A powerful pro-oxidant such as t-BOOH can directly decompose to peroxyl radicals and generate lipid peroxides and other ROS, thus increasing fluorescence by binding to dichlorodihydrofluorescein (H2DCFDA) diacetate and generating fluorescent compound DFC. In order to optimize our working conditions, we established the working concentration by performing a dose response curve (data not shown). After exposing the cells to 500 µM t-BOOH for 1 h, the maximum amount of ROS is produced, and thus this treatment represents our control for oxidative stress.

Analysis of ROS with a H2DCFDA fluorescent probe on cultured cells in plates and measured in a microplate reader showed that, when neuroblastoma cells differentiated in culture were treated with 500 µM t-BOOH for 1 h, the 2-fold increase of intracellular ROS concentration was indicative of a clear situation of oxidative stress (Figure 2). Interestingly, this severe rise of ROS levels was completely prevented when differentiated SH-SY5Y cells were pre-treated with 100 or 200 µg/mL of cocoa extract for 3 h prior to the oxidative challenge (Figure 2); a partial but significant recovery was also observed in cells treated with 25 or 50 µg/mL cocoa.

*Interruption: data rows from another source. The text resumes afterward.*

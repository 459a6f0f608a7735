//! Harvested product record and per-field resolution outcome

use std::collections::BTreeMap;

use serde::{Deserialize, Serialize};
use tracing::debug;

/// Structured representation of one harvested product card.
///
/// Every field except `name` is optional: listing markup differs across
/// desktop/mobile templates and A/B layouts, and a card missing a price or
/// an image is still worth keeping. A card missing a name is not - it is
/// filtered out by the orchestrator before counting toward the requested
/// item threshold.
#[derive(Debug, Clone, PartialEq, Eq, Serialize, Deserialize)]
pub struct Product {
    pub name: String,
    /// Price as a plain integer in the site's minor-unit-free currency
    /// (won). `None` when no price text parsed - never `0`, which would
    /// read as a free item.
    pub price: Option<u64>,
    /// Catalog identifier. Unique across one harvest result set.
    pub product_code: Option<String>,
    /// Absolute URL of the product detail page.
    pub product_url: Option<String>,
    /// Absolute URL of the primary card image.
    pub image_url: Option<String>,
    /// Auxiliary attributes, free-form. Always carries `product_code` as a
    /// key when the code resolved. Ordered for stable serialization.
    #[serde(default)]
    pub metadata: BTreeMap<String, String>,
}

impl Product {
    /// A record with no name carries no business value.
    pub fn has_name(&self) -> bool {
        !self.name.is_empty()
    }
}

/// Result of resolving a single record field through its fallback chain.
///
/// `Absent` (no locator matched) and `Failed` (a locator matched but the
/// read threw) collapse to the same `None` in the record, but stay
/// distinguishable in diagnostics.
#[derive(Debug, Clone, PartialEq, Eq)]
pub enum FieldOutcome<T> {
    Resolved(T),
    Absent,
    Failed(String),
}

impl<T> FieldOutcome<T> {
    /// Collapse to an `Option`, logging read failures for the given field.
    pub fn into_option(self, field: &str) -> Option<T> {
        match self {
            FieldOutcome::Resolved(value) => Some(value),
            FieldOutcome::Absent => None,
            FieldOutcome::Failed(reason) => {
                debug!(field, %reason, "field read failed; leaving unresolved");
                None
            }
        }
    }

    pub fn is_resolved(&self) -> bool {
        matches!(self, FieldOutcome::Resolved(_))
    }
}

Considering all four conditions, chemo-protective response against ROS increase was dose-dependent. Pretreatment for 3 h of differentiated neuroblastoma cells with EC alone also showed a similar dose-dependent reduction of ROS over-production when cells where submitted to 500 µM t-BOOH for 1 h (Figure 2). The doses that showed the highest efficiency for ROS quenching were 100–200 µg/mL cocoa and 1 µM EC.

Figure 2.

Figure 2

Effect of pre-treatment of differentiated SH-SY5Y cells with cocoa extract (A) and EC (B) prior to oxidative stress on ROS generation determined by in situ fluorimetry on plated cells. Values are means ± SD, n = 8. Values are expressed as a percent relative to control condition. Different letters indicate statistically significant differences (p < 0.05) among groups.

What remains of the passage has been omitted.